Vinte anos após a sanção da Lei Maria da Penha, um marco no combate à violência doméstica e familiar contra a mulher no Brasil, a Casa da Mulher Brasileira se destaca como uma importante estrutura de proteção às vítimas. Localizada no Cambuci, na região central de São Paulo, a unidade oferece atendimento 24 horas por dia, todos os dias da semana.
O espaço foi projetado para centralizar em um único endereço os serviços de atendimento policial, jurídico, psicossocial e assistencial, o que visa reduzir a chamada “rota crítica” enfrentada por mulheres que optam por denunciar seus agressores. Com isso, a Casa facilita o acesso a diversas etapas do processo, evitando que as vítimas precisem se deslocar por diferentes locais da cidade.

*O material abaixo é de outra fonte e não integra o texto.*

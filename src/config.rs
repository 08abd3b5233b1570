use anyhow::Result;
use ::config::{Config, Environment, File};
use serde::{Deserialize, Serialize};
use std::path::Path;
use std::time::Duration;

/// Main configuration structure for MyLifePictures tooling
#[derive(Debug, Clone, Deserialize, Serialize)]
#[serde(default)]
pub struct AppConfig {
    /// Backend platform settings
    pub supabase: SupabaseConfig,
    /// Diagnostic runner settings
    pub doctor: DoctorConfig,
    /// Logging settings
    pub observability: ObservabilityConfig,
}

#[derive(Debug, Clone, Deserialize, Serialize)]
#[serde(default)]
pub struct SupabaseConfig {
    /// Project URL used when neither naming convention supplies one
    pub default_url: String,
    /// Signed-in user's access token, used by the authentication check
    pub access_token: Option<String>,
}

#[derive(Debug, Clone, Deserialize, Serialize)]
#[serde(default)]
pub struct DoctorConfig {
    /// Upper bound for a single check, including its network calls
    pub probe_timeout_seconds: u64,
    /// Pause between showing a check as pending and running it
    pub step_delay_ms: u64,
}

#[derive(Debug, Clone, Deserialize, Serialize)]
#[serde(default)]
pub struct ObservabilityConfig {
    /// Log level used when RUST_LOG is not set
    pub log_level: String,
    /// Emit structured JSON logs instead of compact text
    pub json_logs: bool,
}

pub const DEFAULT_SUPABASE_URL: &str = "https://zvxnsjsltabvsfwatqox.supabase.co";

impl Default for SupabaseConfig {
    fn default() -> Self {
        Self {
            default_url: DEFAULT_SUPABASE_URL.to_string(),
            access_token: None,
        }
    }
}

impl Default for DoctorConfig {
    fn default() -> Self {
        Self {
            probe_timeout_seconds: 10,
            step_delay_ms: 0,
        }
    }
}

impl Default for ObservabilityConfig {
    fn default() -> Self {
        Self {
            log_level: "warn".to_string(),
            json_logs: false,
        }
    }
}

impl Default for AppConfig {
    fn default() -> Self {
        Self {
            supabase: SupabaseConfig::default(),
            doctor: DoctorConfig::default(),
            observability: ObservabilityConfig::default(),
        }
    }
}

impl DoctorConfig {
    /// At least one second; zero would fail every network check instantly
    pub fn probe_timeout(&self) -> Duration {
        Duration::from_secs(self.probe_timeout_seconds.max(1))
    }

    pub fn step_delay(&self) -> Duration {
        Duration::from_millis(self.step_delay_ms)
    }
}

impl AppConfig {
    /// Load configuration from multiple sources with precedence:
    /// 1. Default values
    /// 2. Configuration files (mylifepictures.toml, .mylifepictures-rc)
    /// 3. Environment variables (prefixed with MYLIFEPICTURES_, sections split by `__`)
    pub fn load() -> Result<Self> {
        let mut builder = Config::builder();

        if Path::new("mylifepictures.toml").exists() {
            builder = builder.add_source(File::with_name("mylifepictures"));
        }

        if Path::new(".mylifepictures-rc").exists() {
            builder = builder.add_source(
                File::with_name(".mylifepictures-rc").format(::config::FileFormat::Toml),
            );
        }

        builder = builder.add_source(
            Environment::with_prefix("MYLIFEPICTURES")
                .prefix_separator("_")
                .separator("__")
                .try_parsing(true),
        );

        let config = builder.build()?;
        let app_config: AppConfig = config.try_deserialize()?;

        Ok(app_config)
    }

    /// Load .env file if it exists
    pub fn load_env_file() -> Result<()> {
        if Path::new(".env").exists() {
            dotenvy::dotenv()?;
            tracing::debug!("Loaded environment variables from .env file");
        }
        Ok(())
    }
}

/// Global configuration instance
static CONFIG: std::sync::LazyLock<Result<AppConfig, anyhow::Error>> =
    std::sync::LazyLock::new(|| {
        // .env has to be applied before the Supabase variables are read
        let _ = AppConfig::load_env_file();
        AppConfig::load()
    });

/// Get the global configuration
pub fn config() -> Result<&'static AppConfig> {
    CONFIG
        .as_ref()
        .map_err(|e| anyhow::anyhow!("Failed to load configuration: {}", e))
}

/// Initialize configuration (called at startup)
pub fn init_config() -> Result<&'static AppConfig> {
    let config = config()?;
    tracing::debug!("Configuration loaded successfully");
    Ok(config)
}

A unidade abriga a Delegacia de Defesa da Mulher (DDM), representantes do Ministério Público, da Defensoria Pública, um anexo do Tribunal de Justiça para análise de medidas protetivas de urgência e um posto do Instituto Médico Legal (IML). Isso permite que as mulheres atendidas resolvam suas demandas em um só lugar, simplificando o processo de denúncia e acolhimento.

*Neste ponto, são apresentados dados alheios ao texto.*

use assert_cmd::Command;
use predicates::prelude::*;
use std::fs;
use tempfile::TempDir;

/// Binary run in an empty directory with no inherited Supabase variables
fn isolated(dir: &TempDir) -> Command {
    let mut cmd = Command::cargo_bin("mylifepictures").unwrap();
    cmd.current_dir(dir.path()).env_clear();
    cmd
}

#[test]
fn test_doctor_help() {
    let dir = TempDir::new().unwrap();

    isolated(&dir)
        .arg("doctor")
        .arg("--help")
        .assert()
        .success()
        .stdout(predicate::str::contains(
            "Run the Supabase configuration checks",
        ))
        .stdout(predicate::str::contains("--format"))
        .stdout(predicate::str::contains("--verbose"));
}

#[test]
fn test_no_subcommand_shows_getting_started() {
    let dir = TempDir::new().unwrap();

    isolated(&dir)
        .assert()
        .success()
        .stdout(predicate::str::contains("mylifepictures doctor"))
        .stdout(predicate::str::contains("mylifepictures instructions"));
}

#[test]
fn test_doctor_without_key_stops_after_environment_check() {
    let dir = TempDir::new().unwrap();

    isolated(&dir)
        .arg("doctor")
        .assert()
        .failure()
        .code(1)
        .stdout(predicate::str::contains("🩺 MYLIFEPICTURES DOCTOR"))
        .stdout(predicate::str::contains(
            "❌ Environment Variables: Missing Supabase API key environment variable",
        ))
        .stdout(predicate::str::contains("Connection Test").not())
        .stdout(predicate::str::contains("Total checks: 1"))
        .stdout(predicate::str::contains("Configuration Required"));
}

#[test]
fn test_doctor_placeholder_key_from_env_file() {
    let dir = TempDir::new().unwrap();
    fs::write(
        dir.path().join(".env"),
        "VITE_SUPABASE_URL=https://demo.supabase.co\nVITE_SUPABASE_ANON_KEY=your-anon-key-here\n",
    )
    .unwrap();

    isolated(&dir)
        .arg("doctor")
        .assert()
        .failure()
        .stdout(predicate::str::contains("placeholder value"))
        .stdout(predicate::str::contains("URL: https://demo.supabase.co"));
}

#[test]
fn test_doctor_json_output() {
    let dir = TempDir::new().unwrap();

    let output = isolated(&dir)
        .arg("doctor")
        .arg("--format")
        .arg("json")
        .assert()
        .failure()
        .get_output()
        .clone();

    let stdout = String::from_utf8(output.stdout).unwrap();
    let parsed: serde_json::Value = serde_json::from_str(&stdout).unwrap();

    assert_eq!(parsed["summary"]["total_checks"], 1);
    assert_eq!(parsed["summary"]["failed"], 1);
    assert_eq!(parsed["halted_early"], true);
    assert_eq!(parsed["ready"], false);
    assert_eq!(parsed["results"][0]["name"], "Environment Variables");
    assert_eq!(parsed["results"][0]["status"], "error");
    assert_eq!(parsed["environment"]["has_key"], false);
    // The key itself never leaves the process
    assert!(parsed["environment"].get("key").is_none());
}

#[test]
fn test_instructions_stdout_is_stable() {
    let dir = TempDir::new().unwrap();

    let first = isolated(&dir)
        .args(["instructions", "--stdout"])
        .assert()
        .success()
        .get_output()
        .stdout
        .clone();
    let second = isolated(&dir)
        .args(["instructions", "--stdout"])
        .assert()
        .success()
        .get_output()
        .stdout
        .clone();

    assert_eq!(first, second);
    let text = String::from_utf8(first).unwrap();
    assert!(text.contains("# Supabase Setup Instructions for MyLifePictures.ai"));
    assert!(text.contains("VITE_SUPABASE_URL=https://zvxnsjsltabvsfwatqox.supabase.co"));
    assert!(text.contains("/project/zvxnsjsltabvsfwatqox/storage/buckets"));
}

#[test]
fn test_instructions_use_configured_default_url() {
    let dir = TempDir::new().unwrap();
    fs::write(
        dir.path().join("mylifepictures.toml"),
        "[supabase]\ndefault_url = \"https://abcdefgh.supabase.co\"\n",
    )
    .unwrap();

    isolated(&dir)
        .args(["instructions", "--stdout"])
        .assert()
        .success()
        .stdout(predicate::str::contains(
            "VITE_SUPABASE_URL=https://abcdefgh.supabase.co",
        ));
}

#[test]
fn test_status_reports_detected_variables() {
    let dir = TempDir::new().unwrap();

    isolated(&dir)
        .env("NEXT_PUBLIC_SUPABASE_URL", "https://demo.supabase.co")
        .env("NEXT_PUBLIC_SUPABASE_ANON_KEY", "eyJhbGciOiJIUzI1NiIsInR5cCI6")
        .arg("status")
        .assert()
        .success()
        .stdout(predicate::str::contains("   Source: NEXT_PUBLIC_ variables"))
        .stdout(predicate::str::contains("   Key: eyJhbGciOiJIUzI..."))
        .stdout(predicate::str::contains("Ready to Use"));
}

“Antes, a mulher precisava ir a uma delegacia, depois procurar o Ministério Público, depois o IML, depois a Defensoria. Esse caminho acabava criando inúmeros obstáculos. Na casa ela encontra praticamente tudo em um único espaço”, afirma a promotora de Justiça Juliana Gentil Tocunduva.
Além dos serviços jurídicos e policiais, a Casa da Mulher Brasileira oferece suporte voltado à reconstrução da vida das vítimas, incluindo acolhimento psicossocial, assistência social, alojamento de passagem e uma brinquedoteca para crianças de até 12 anos. Essa estrutura permite que as mães sejam atendidas enquanto seus filhos estão em segurança.
Especialistas destacam a importância do acompanhamento multidisciplinar, uma vez que romper o ciclo da violência envolve desafios emocionais, financeiros e sociais que vão além da responsabilização criminal do agressor. A segurança das mulheres também é uma prioridade, com o trabalho integrado ao Programa Guardiã Maria da Penha, da Guarda Civil Metropolitana (GCM) de São Paulo. A GCM realiza visitas periódicas para fiscalizar o cumprimento das medidas protetivas determinadas pela Justiça.
As mulheres atendidas podem contar ainda com um aplicativo no celular que funciona como “botão do pânico”, acionando a equipe mais próxima em caso de descumprimento da ordem judicial por parte do agressor. A comandante da Inspetoria de Defesa da Mulher da GCM, Mary Roseane de Souza, ressalta a importância do acolhimento humanizado, afirmando que o objetivo é garantir proteção e fortalecer o suporte às vítimas.
“Nosso trabalho é fazer um acolhimento humanizado para que ela não tenha mais vontade de voltar para o agressor. Nenhuma mulher vai estar sozinha com a gente”, destaca Mary Roseane de Souza.
A Casa da Mulher Brasileira em São Paulo está situada na Rua Vieira Ravasco, 26, e oferece atendimento gratuito e acessível, incluindo intérpretes de Libras. Mulheres que necessitam de orientação ou que desejam denunciar casos de violência também podem recorrer ao serviço nacional de atendimento pelo Ligue 180.